Worst Songs Ever: Billy Joel’s ‘I Go to Extremes’

Billy Joel’s “I Go to Extremes”
PEAK CHART POSITION: #6 in March 1990.

I struggled. For sure I wanted Billy Joel, but I didn’t hate enough of the seventies singles to include any, and this means “Piano Man,” too predictably and boringly hated. Instead my choice rested between “A Modern Woman” and “I Go to Extremes.” Readers might ask, “Who?” about the former; that’s why I chose the second single and second top ten from Storm Front, Joel’s inexplicably popular 1989 album, home of the history lesson “We Didn’t Start the Fire,” for many readers the reason why this series exists.

To return to “Modern Woman” for the first and last time, Joel recorded it in 1986 for the Ruthless People soundtrack, an album that hoped to follow in the footsteps of Footloose and Purple Rain or at least White Nights but ended up somewhere behind Streets of Fire. Mick Jagger, David Stewart, and Daryl Hall wrote and produced a song for it — did you know? They don’t. Other selections include ringers by Kool and the Gang, someone named Nicole McCloud, and Streets of Fire veteran Dan Hartman. However, it also boasts Luther Vandross’ “Give Me the Reason,” one of his most pained performances, a taste of the eponymous album released a few months later (the video has the tasteless production ideas that could only have come in 1986).

Anchored to a synth line that sounded like a bad idea on 1985’s “You’re Only Human (Second Wind),” and that might’ve been used by the Pinochet torture regime, “Modern Woman” calls shit on a woman sensible enough to leave a chronic whiner and halitosis victim; it’s Annie Hall told by Alvy Singer as a vengeful zealot. He presents himself as an “old-fashioned man” laughing at what these young chicks want out of life while his graceless bray walks him to the gallows. “Makes up her face while she makes her mind”? If you think that’s hot, wait till you get to the way he enunciates “in-tel-LEC-tu-al.” Imagine an angry Howard Jones.
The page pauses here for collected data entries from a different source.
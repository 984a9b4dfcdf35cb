//! Search and download adapters backed by the `yt-dlp` executable.

use crate::pipeline::{
    select_best_candidate, AdapterError, DownloadAdapter, SearchAdapter, SearchCandidate,
};
use async_trait::async_trait;
use serde::Deserialize;
use std::path::PathBuf;
use std::process::Stdio;
use tokio::process::Command;
use tracing::debug;

/// `--dump-single-json --flat-playlist` output of a search query.
#[derive(Debug, Deserialize)]
struct YtDlpPlaylist {
    #[serde(default)]
    entries: Vec<YtDlpEntry>,
}

#[derive(Debug, Deserialize)]
struct YtDlpEntry {
    id: String,
    #[serde(default)]
    title: Option<String>,
    #[serde(default)]
    duration: Option<f64>,
}

/// Parse the JSON printed by a flat-playlist search.
pub fn parse_search_output(stdout: &str) -> Result<Vec<SearchCandidate>, AdapterError> {
    let playlist: YtDlpPlaylist = serde_json::from_str(stdout)
        .map_err(|e| AdapterError::InvalidOutput(format!("JSON parse error: {}", e)))?;

    Ok(playlist
        .entries
        .into_iter()
        .map(|entry| SearchCandidate {
            id: entry.id,
            title: entry.title.unwrap_or_default(),
            duration: entry.duration,
        })
        .collect())
}

/// Source ids end up in file names and URLs.
fn is_safe_source_id(source_id: &str) -> bool {
    !source_id.is_empty()
        && source_id
            .chars()
            .all(|c| c.is_ascii_alphanumeric() || c == '-' || c == '_')
}

async fn run_yt_dlp(binary: &str, args: &[String]) -> Result<String, AdapterError> {
    debug!("Running {} {}", binary, args.join(" "));
    let output = Command::new(binary)
        .args(args)
        .stdin(Stdio::null())
        .stdout(Stdio::piped())
        .stderr(Stdio::piped())
        .kill_on_drop(true)
        .output()
        .await?;

    if !output.status.success() {
        let stderr = String::from_utf8_lossy(&output.stderr);
        return Err(AdapterError::SourceUnavailable(format!(
            "yt-dlp exited with {}: {}",
            output.status,
            stderr.trim()
        )));
    }

    Ok(String::from_utf8_lossy(&output.stdout).into_owned())
}

pub struct YtDlpSearcher {
    binary: String,
    candidates: u32,
    max_duration_secs: u32,
}

impl YtDlpSearcher {
    pub fn new(binary: impl Into<String>, candidates: u32, max_duration_secs: u32) -> Self {
        Self {
            binary: binary.into(),
            candidates: candidates.max(1),
            max_duration_secs,
        }
    }

    fn query(&self, artist: &str, title: &str) -> String {
        format!("ytsearch{}:{} - {}", self.candidates, artist, title)
    }
}

#[async_trait]
impl SearchAdapter for YtDlpSearcher {
    async fn search(
        &self,
        artist: &str,
        title: &str,
        target_duration_secs: u32,
    ) -> Result<String, AdapterError> {
        let args = vec![
            "--dump-single-json".to_string(),
            "--flat-playlist".to_string(),
            self.query(artist, title),
        ];
        let stdout = run_yt_dlp(&self.binary, &args).await?;
        let candidates = parse_search_output(&stdout)?;
        if candidates.is_empty() {
            return Err(AdapterError::NotFound(format!(
                "no results for {} - {}",
                artist, title
            )));
        }

        let best = select_best_candidate(&candidates, target_duration_secs, self.max_duration_secs)
            .ok_or_else(|| {
                AdapterError::NotFound(format!(
                    "no result for {} - {} within {}s",
                    artist, title, self.max_duration_secs
                ))
            })?;

        debug!(
            "Best match for {} - {}: {} ({:?}s, {:?})",
            artist, title, best.id, best.duration, best.title
        );
        Ok(best.id.clone())
    }
}

pub struct YtDlpDownloader {
    binary: String,
    output_dir: PathBuf,
}

impl YtDlpDownloader {
    pub fn new(binary: impl Into<String>, output_dir: PathBuf) -> Self {
        Self {
            binary: binary.into(),
            output_dir,
        }
    }

    fn output_path(&self, source_id: &str) -> PathBuf {
        self.output_dir.join(format!("{}.mp3", source_id))
    }
}

#[async_trait]
impl DownloadAdapter for YtDlpDownloader {
    async fn download(&self, source_id: &str) -> Result<PathBuf, AdapterError> {
        if !is_safe_source_id(source_id) {
            return Err(AdapterError::SourceUnavailable(format!(
                "refusing unsafe source id {:?}",
                source_id
            )));
        }

        tokio::fs::create_dir_all(&self.output_dir).await?;
        let output_path = self.output_path(source_id);

        let args = vec![
            "-x".to_string(),
            "--audio-format".to_string(),
            "mp3".to_string(),
            "--audio-quality".to_string(),
            "0".to_string(),
            "--no-playlist".to_string(),
            "-o".to_string(),
            output_path.to_string_lossy().into_owned(),
            format!("https://www.youtube.com/watch?v={}", source_id),
        ];
        run_yt_dlp(&self.binary, &args).await?;

        if !tokio::fs::try_exists(&output_path).await? {
            return Err(AdapterError::InvalidOutput(format!(
                "yt-dlp reported success but {:?} is missing",
                output_path
            )));
        }
        Ok(output_path)
    }
}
Fortunately, “I Go to Extremes” is almost as bad. “If it’s only ‘almost as bad,’ why didn’t you write about that one?” Well, “I Go to Extremes” is still on the radio. Produced by Foreigner-not-Clash guy Mick Jones, “I Go to Extremes” knows nothing about extremes. To create intensity, Joel resorts to the pissed-off millionaire bellow. It’s formulaic blooze-rock, a fart through cheese cloth, the decade’s dreariest, most generic crap, which made sense when you consider he released it in 1989. The drums thud too loudly, and Joel sings to match. I can’t understand why he shouts. Does he have lead in his arteries? At least on 1986’s “A Matter of Trust,” his best single of the eighties, he found a knock kneed groove that reined in his vocal excesses; clenched and worried, he sang as if he didn’t believe his own threats. And the lyrics — well. Stand or I fall. All or nuthin’ at all. Shoot for the kill. To remind us that he just sung us a song, he returns to the Piano Man, ending with a pair of boring piano variations on the main hook that make Steve Winwood look like Thelonious Monk. Indeed, “Roll With It” and Peter Gabriel inspired lots of vile shit.

Yet Storm Front isn’t terrible: “And So It Goes” and “The Downeaster ‘Alexa'” show his gift for the soft answer turning away wrath; and it took Garth Brooks to shake the moneymaker out of “Shameless.” River of Dreams, his pop swan song, is even better, to the immense shock of the ILM cohort with whom I listened to every Billy Joel song, one a day, last summer through December. And he goes to extremes on none of those performances.

2 thoughts on “Worst Songs Ever: Billy Joel’s ‘I Go to Extremes’

  1. I was moved to Google worst BJ songs after coming across River of Dreams on radio. I usted to hate it with a vengence in its loooong heyday. But now, after not hearing it in ages, it just seems immensely pathetic, almost laughable. Almost. And the thing Is you might be right: it probably is not half as bad as so much of his other crap. I have older siblings who believe he is pure genius BTW.